Neurotrophic factor α1 (NFα1), classically known as carboxypeptidase E (CPE) has a non‐enzymatic role in the survival of neurons and cancer cells via binding to a putative receptor. We have identified 5‐Hydroxy tryptamine receptor 1E (HTR1E), a serotonin receptor with unknown function, as a binding partner that interacts with NFα1/CPE extracellularly to mediate cell survival. Co‐immunoprecipitation using a human LN18 cells and pull‐down assay with NFα1/CPE and HTR1E expressed in HEK293 cells confirmed interaction of these two molecules. ¹²⁵I NFα1/CPE binding studies demonstrated saturable, high affinity binding to HTR1E. Molecular docking studies revealed the surface interaction between NFa1/CPE and HTR1E via 3 salt bridges, further stabilized by hydrogen bonding.

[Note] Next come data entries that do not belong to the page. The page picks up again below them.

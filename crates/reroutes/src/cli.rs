//! Clap derive structures for the `reroutes` CLI.
//!
//! Defines the command tree, global flags, and shared types.

use std::path::PathBuf;

use clap::{Args, Parser, Subcommand, ValueEnum};

// ── Top-Level CLI ────────────────────────────────────────────────────

/// reroutes -- drive a namespaced reroute instance from the command line
#[derive(Debug, Parser)]
#[command(
    name = "reroutes",
    version,
    about = "Replay navigation scripts and test location patterns",
    long_about = "Runs a reroute instance against an in-memory history.\n\n\
        `replay` feeds a TOML script of navigation intents through the full\n\
        engine and prints the settled state after every step. `match` tests\n\
        paths against a location-changed pattern.",
    propagate_version = true,
    subcommand_required = true,
    arg_required_else_help = true
)]
pub struct Cli {
    #[command(flatten)]
    pub global: GlobalOpts,

    #[command(subcommand)]
    pub command: Command,
}

// ── Global Options ───────────────────────────────────────────────────

#[derive(Debug, Args)]
pub struct GlobalOpts {
    /// Output format
    #[arg(
        long,
        short = 'o',
        env = "REROUTES_OUTPUT",
        default_value = "table",
        global = true
    )]
    pub output: OutputFormat,

    /// When to use color output
    #[arg(long, default_value = "auto", global = true)]
    pub color: ColorMode,

    /// Increase verbosity (-v, -vv, -vvv)
    #[arg(long, short = 'v', action = clap::ArgAction::Count, global = true)]
    pub verbose: u8,

    /// Suppress non-error output
    #[arg(long, short = 'q', global = true)]
    pub quiet: bool,
}

// ── Output & Color Enums ─────────────────────────────────────────────

#[derive(Debug, Clone, ValueEnum)]
pub enum OutputFormat {
    /// Pretty table (default, interactive)
    Table,
    /// Pretty-printed JSON
    Json,
    /// Compact single-line JSON
    JsonCompact,
    /// YAML
    Yaml,
    /// Plain text, one value per line (scripting)
    Plain,
}

#[derive(Debug, Clone, ValueEnum)]
pub enum ColorMode {
    /// Auto-detect (color if terminal is interactive)
    Auto,
    /// Always emit color codes
    Always,
    /// Never emit color codes
    Never,
}

// ── Top-Level Command Enum ───────────────────────────────────────────

#[derive(Debug, Subcommand)]
pub enum Command {
    /// Replay a navigation script and print the state after each step
    #[command(alias = "r")]
    Replay(ReplayArgs),

    /// Test paths against a location-changed pattern
    #[command(alias = "m")]
    Match(MatchArgs),

    /// Generate shell completions
    Completions(CompletionsArgs),
}

// ── Replay ───────────────────────────────────────────────────────────

#[derive(Debug, Args)]
pub struct ReplayArgs {
    /// Path to the TOML replay script
    pub script: PathBuf,

    /// Instance key (overrides the script)
    #[arg(long, short = 'k')]
    pub key: Option<String>,

    /// Base path to attach at (overrides the script)
    #[arg(long, short = 'b')]
    pub base: Option<String>,

    /// How long to wait for each step to settle, in milliseconds
    #[arg(long)]
    pub settle_timeout_ms: Option<u64>,
}

// ── Match ────────────────────────────────────────────────────────────

#[derive(Debug, Args)]
pub struct MatchArgs {
    /// Route pattern, e.g. `/users/:id`
    pub pattern: String,

    /// Pathnames to test
    #[arg(required = true)]
    pub paths: Vec<String>,

    /// Require the pattern to match through the end of the path
    #[arg(long)]
    pub end: bool,

    /// Disallow a trailing delimiter
    #[arg(long)]
    pub strict: bool,

    /// Match case-sensitively
    #[arg(long)]
    pub sensitive: bool,

    /// Allow the match to begin anywhere in the path
    #[arg(long)]
    pub anywhere: bool,
}

// ── Completions ──────────────────────────────────────────────────────

#[derive(Debug, Args)]
pub struct CompletionsArgs {
    /// Shell to generate completions for
    pub shell: clap_complete::Shell,
}
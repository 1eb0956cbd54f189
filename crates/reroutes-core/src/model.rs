// ── Location model ──
//
// Snapshot types shared by the history facility, the store slice and
// the bridge. Serializable so the CLI can print them verbatim.

use serde::{Deserialize, Serialize};
use serde_json::Value;
use strum::{Display, EnumString};

/// Transition kind reported by a history facility.
#[derive(
    Debug, Clone, Copy, PartialEq, Eq, Hash, Serialize, Deserialize, Display, EnumString,
)]
#[serde(rename_all = "SCREAMING_SNAKE_CASE")]
#[strum(serialize_all = "SCREAMING_SNAKE_CASE")]
pub enum HistoryAction {
    Push,
    Replace,
    Pop,
}

/// Kind of the most recent transition recorded in a slice.
///
/// Same as [`HistoryAction`] plus the `INIT` sentinel emitted by the bridge
/// right after a root is taken.
#[derive(
    Debug, Clone, Copy, PartialEq, Eq, Hash, Serialize, Deserialize, Display, EnumString,
)]
#[serde(rename_all = "SCREAMING_SNAKE_CASE")]
#[strum(serialize_all = "SCREAMING_SNAKE_CASE")]
pub enum LocationAction {
    Init,
    Push,
    Replace,
    Pop,
}

impl From<HistoryAction> for LocationAction {
    fn from(action: HistoryAction) -> Self {
        match action {
            HistoryAction::Push => Self::Push,
            HistoryAction::Replace => Self::Replace,
            HistoryAction::Pop => Self::Pop,
        }
    }
}

/// A single history entry.
///
/// `search` keeps its leading `?` and `hash` its leading `#`, both empty
/// when absent. `state` is the opaque payload attached on push/replace.
#[derive(Debug, Clone, PartialEq, Serialize, Deserialize)]
pub struct Location {
    pub pathname: String,
    #[serde(default)]
    pub search: String,
    #[serde(default)]
    pub hash: String,
    #[serde(default)]
    pub state: Option<Value>,
}

impl Default for Location {
    fn default() -> Self {
        Self {
            pathname: "/".into(),
            search: String::new(),
            hash: String::new(),
            state: None,
        }
    }
}

impl Location {
    /// Split a path like `/a/b?q=1#top` into its parts.
    ///
    /// An empty pathname becomes `/`.
    pub fn parse(path: &str, state: Option<Value>) -> Self {
        let (rest, hash) = match path.find('#') {
            Some(idx) => (&path[..idx], &path[idx..]),
            None => (path, ""),
        };
        let (pathname, search) = match rest.find('?') {
            Some(idx) => (&rest[..idx], &rest[idx..]),
            None => (rest, ""),
        };

        Self {
            pathname: if pathname.is_empty() {
                "/".into()
            } else {
                pathname.into()
            },
            search: search.into(),
            hash: hash.into(),
            state,
        }
    }

    /// Reassemble `pathname + search + hash`.
    pub fn href(&self) -> String {
        format!("{}{}{}", self.pathname, self.search, self.hash)
    }
}

/// Join path segments with `/`, then collapse runs of separators.
///
/// `.` and `..` segments are left alone.
pub fn join_paths(base: &str, path: &str) -> String {
    let joined = format!("{base}/{path}");
    let mut out = String::with_capacity(joined.len());
    let mut previous_slash = false;
    for ch in joined.chars() {
        if ch == '/' {
            if !previous_slash {
                out.push(ch);
            }
            previous_slash = true;
        } else {
            out.push(ch);
            previous_slash = false;
        }
    }
    out
}
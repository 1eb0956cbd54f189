//! Command dispatch: bridges CLI args -> engine runs -> output formatting.

pub mod matches;
pub mod replay;

use crate::cli::{Command, GlobalOpts};
use crate::error::CliError;

/// Dispatch an engine-bound command to the appropriate handler.
pub async fn dispatch(cmd: Command, global: &GlobalOpts) -> Result<(), CliError> {
    match cmd {
        Command::Replay(args) => replay::handle(args, global).await,
        Command::Match(args) => matches::handle(&args, global),
        // Generated in main before dispatch.
        Command::Completions(_) => Ok(()),
    }
}
// ── Path pattern compiler ──
//
// Compiles route patterns such as `/users/:id`, `/files/:path*` or
// `/:lang(en|de)?/docs` into a `regex::Regex`. Syntax:
//   :name        named parameter, matches one segment
//   (regex)      custom pattern, unnamed parameters are keyed by position
//   ? * +        optional, zero-or-more, one-or-more modifiers
//   {...}        group with its own prefix/suffix, may take a modifier
//   \c           literal character
//
// `regex` has no lookaround, so "followed by a delimiter or the end" is
// matched by consuming that delimiter outside the reported path.

use indexmap::IndexMap;
use regex::Regex;
use serde::{Deserialize, Serialize};

use crate::error::PatternError;

const DELIMITERS: &str = "/#?";
const PREFIXES: &str = "./";

// ── Options ──────────────────────────────────────────────────────────

/// Compilation options for [`PathPattern`].
#[derive(Debug, Clone, Copy, PartialEq, Eq, Serialize, Deserialize)]
#[serde(default)]
pub struct MatchOptions {
    /// Case-sensitive matching.
    pub sensitive: bool,
    /// Disallow an optional trailing delimiter.
    pub strict: bool,
    /// Anchor the match at the start of the path.
    pub start: bool,
    /// Require the match to run through the end of the path.
    pub end: bool,
}

impl Default for MatchOptions {
    fn default() -> Self {
        Self {
            sensitive: false,
            strict: false,
            start: true,
            end: true,
        }
    }
}

impl MatchOptions {
    /// Options used by the location-changed predicate: prefix matching,
    /// trailing slash tolerated.
    pub fn location_changed() -> Self {
        Self {
            end: false,
            strict: false,
            ..Self::default()
        }
    }
}

// ── Keys ─────────────────────────────────────────────────────────────

#[derive(Debug, Clone, Copy, PartialEq, Eq, Serialize, Deserialize)]
pub enum Modifier {
    #[serde(rename = "?")]
    Optional,
    #[serde(rename = "*")]
    ZeroOrMore,
    #[serde(rename = "+")]
    OneOrMore,
}

impl Modifier {
    fn from_char(c: char) -> Option<Self> {
        match c {
            '?' => Some(Self::Optional),
            '*' => Some(Self::ZeroOrMore),
            '+' => Some(Self::OneOrMore),
            _ => None,
        }
    }

    pub fn as_str(self) -> &'static str {
        match self {
            Self::Optional => "?",
            Self::ZeroOrMore => "*",
            Self::OneOrMore => "+",
        }
    }

    fn repeats(self) -> bool {
        matches!(self, Self::ZeroOrMore | Self::OneOrMore)
    }
}

fn modifier_str(modifier: Option<Modifier>) -> &'static str {
    modifier.map_or("", Modifier::as_str)
}

/// A parameter captured by a compiled pattern.
#[derive(Debug, Clone, PartialEq, Eq, Serialize)]
pub struct Key {
    /// Parameter name, or its position for unnamed `(regex)` parameters.
    pub name: String,
    pub prefix: String,
    pub suffix: String,
    pub pattern: String,
    pub modifier: Option<Modifier>,
}

/// Result of a successful [`PathPattern::exec`].
#[derive(Debug, Clone, PartialEq, Eq, Serialize)]
pub struct PathMatch {
    /// The matched portion of the input.
    pub path: String,
    /// Captured parameters in pattern order. Repeated parameters are
    /// returned unsplit; parameters that did not participate are absent.
    pub params: IndexMap<String, String>,
}

// ── Compiled pattern ─────────────────────────────────────────────────

/// A compiled route pattern.
#[derive(Debug, Clone)]
pub struct PathPattern {
    source: String,
    options: MatchOptions,
    keys: Vec<Key>,
    regex: Regex,
}

impl PathPattern {
    /// Compile `pattern`. All syntax errors surface here.
    pub fn compile(pattern: &str, options: MatchOptions) -> Result<Self, PatternError> {
        let segments = Parser::new(lex(pattern)?).parse()?;
        let (route, keys) = build_route(&segments, options);
        let regex = Regex::new(&route).map_err(|e| PatternError::Regex {
            pattern: pattern.to_owned(),
            source: Box::new(e),
        })?;
        Ok(Self {
            source: pattern.to_owned(),
            options,
            keys,
            regex,
        })
    }

    pub fn source(&self) -> &str {
        &self.source
    }

    pub fn options(&self) -> MatchOptions {
        self.options
    }

    pub fn keys(&self) -> &[Key] {
        &self.keys
    }

    /// The generated regular expression.
    pub fn as_regex(&self) -> &Regex {
        &self.regex
    }

    pub fn is_match(&self, path: &str) -> bool {
        self.regex.is_match(path)
    }

    pub fn exec(&self, path: &str) -> Option<PathMatch> {
        let captures = self.regex.captures(path)?;
        let matched = captures.get(1).map_or("", |m| m.as_str());
        let params = self
            .keys
            .iter()
            .enumerate()
            .filter_map(|(i, key)| {
                captures
                    .get(i + 2)
                    .map(|m| (key.name.clone(), m.as_str().to_owned()))
            })
            .collect();
        Some(PathMatch {
            path: matched.to_owned(),
            params,
        })
    }
}

// ── Lexer ────────────────────────────────────────────────────────────

#[derive(Debug, Clone, PartialEq, Eq)]
enum Lexeme {
    Open,
    Close,
    Pattern(String),
    Name(String),
    Char(char),
    Escaped(char),
    Modifier(char),
    End,
}

impl Lexeme {
    fn describe(&self) -> &'static str {
        match self {
            Self::Open => "\"{\"",
            Self::Close => "\"}\"",
            Self::Pattern(_) => "pattern",
            Self::Name(_) => "parameter name",
            Self::Char(_) => "character",
            Self::Escaped(_) => "escaped character",
            Self::Modifier(_) => "modifier",
            Self::End => "end of pattern",
        }
    }
}

fn lex(input: &str) -> Result<Vec<(usize, Lexeme)>, PatternError> {
    let chars: Vec<char> = input.chars().collect();
    let mut tokens = Vec::new();
    let mut i = 0;

    while i < chars.len() {
        let c = chars[i];
        match c {
            '*' | '+' | '?' => {
                tokens.push((i, Lexeme::Modifier(c)));
                i += 1;
            }
            '\\' => {
                let Some(&escaped) = chars.get(i + 1) else {
                    return Err(PatternError::UnexpectedToken {
                        found: "end of pattern",
                        expected: "escaped character",
                        index: i + 1,
                    });
                };
                tokens.push((i, Lexeme::Escaped(escaped)));
                i += 2;
            }
            '{' => {
                tokens.push((i, Lexeme::Open));
                i += 1;
            }
            '}' => {
                tokens.push((i, Lexeme::Close));
                i += 1;
            }
            ':' => {
                let name: String = chars[i + 1..]
                    .iter()
                    .take_while(|c| c.is_ascii_alphanumeric() || **c == '_')
                    .collect();
                if name.is_empty() {
                    return Err(PatternError::MissingParameterName { index: i });
                }
                let len = name.len();
                tokens.push((i, Lexeme::Name(name)));
                i += 1 + len;
            }
            '(' => {
                let (pattern, next) = lex_group(&chars, i)?;
                tokens.push((i, Lexeme::Pattern(pattern)));
                i = next;
            }
            _ => {
                tokens.push((i, Lexeme::Char(c)));
                i += 1;
            }
        }
    }

    tokens.push((chars.len(), Lexeme::End));
    Ok(tokens)
}

/// Read a `( ... )` custom pattern starting at `open`. Only
/// non-capturing inner groups are accepted.
fn lex_group(chars: &[char], open: usize) -> Result<(String, usize), PatternError> {
    let mut depth = 1usize;
    let mut pattern = String::new();
    let mut j = open + 1;

    if chars.get(j) == Some(&'?') {
        return Err(PatternError::LeadingQuestionMark { index: j });
    }

    while j < chars.len() {
        match chars[j] {
            '\\' => {
                pattern.push('\\');
                if let Some(&next) = chars.get(j + 1) {
                    pattern.push(next);
                }
                j += 2;
                continue;
            }
            ')' => {
                depth -= 1;
                if depth == 0 {
                    j += 1;
                    break;
                }
            }
            '(' => {
                depth += 1;
                if chars.get(j + 1) != Some(&'?') {
                    return Err(PatternError::CapturingGroup { index: j });
                }
            }
            _ => {}
        }
        pattern.push(chars[j]);
        j += 1;
    }

    if depth != 0 {
        return Err(PatternError::UnbalancedPattern { index: open });
    }
    if pattern.is_empty() {
        return Err(PatternError::MissingPattern { index: open });
    }
    Ok((pattern, j))
}

// ── Parser ───────────────────────────────────────────────────────────

#[derive(Debug, Clone, PartialEq, Eq)]
enum Segment {
    Literal(String),
    Param(Key),
    /// `{...}` group without a parameter.
    Group {
        prefix: String,
        suffix: String,
        modifier: Option<Modifier>,
    },
}

struct Parser {
    tokens: Vec<(usize, Lexeme)>,
    pos: usize,
    next_index: usize,
}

We also found that HTR1E was able to activate ERK/CREB signaling upon treatment with NFα1/CPE. Pretreatment of HTR1E stable cells with NFα1/CPE followed by H₂O₂‐induced oxidative stress prevented a decrease in pro‐survival protein BCL2 and reduced cytotoxicity. SiRNA knock‐down of HTR1E in U118 glioblastoma cells resulted in significant inhibition of these cancer cells survival. Immunocytochemical analysis of human hippocampus indicated co‐expression of HTR1E with NFα1/CPE in CA1‐3 and dentate gyrus, and cellular co‐localization at the cell membrane in CA3 neurons. This study has uncovered a novel role for HTR1E as a binding partner for NFα1/CPE, and their interaction activates the ERK‐CREB‐BCL2 pathway to promote cell survival.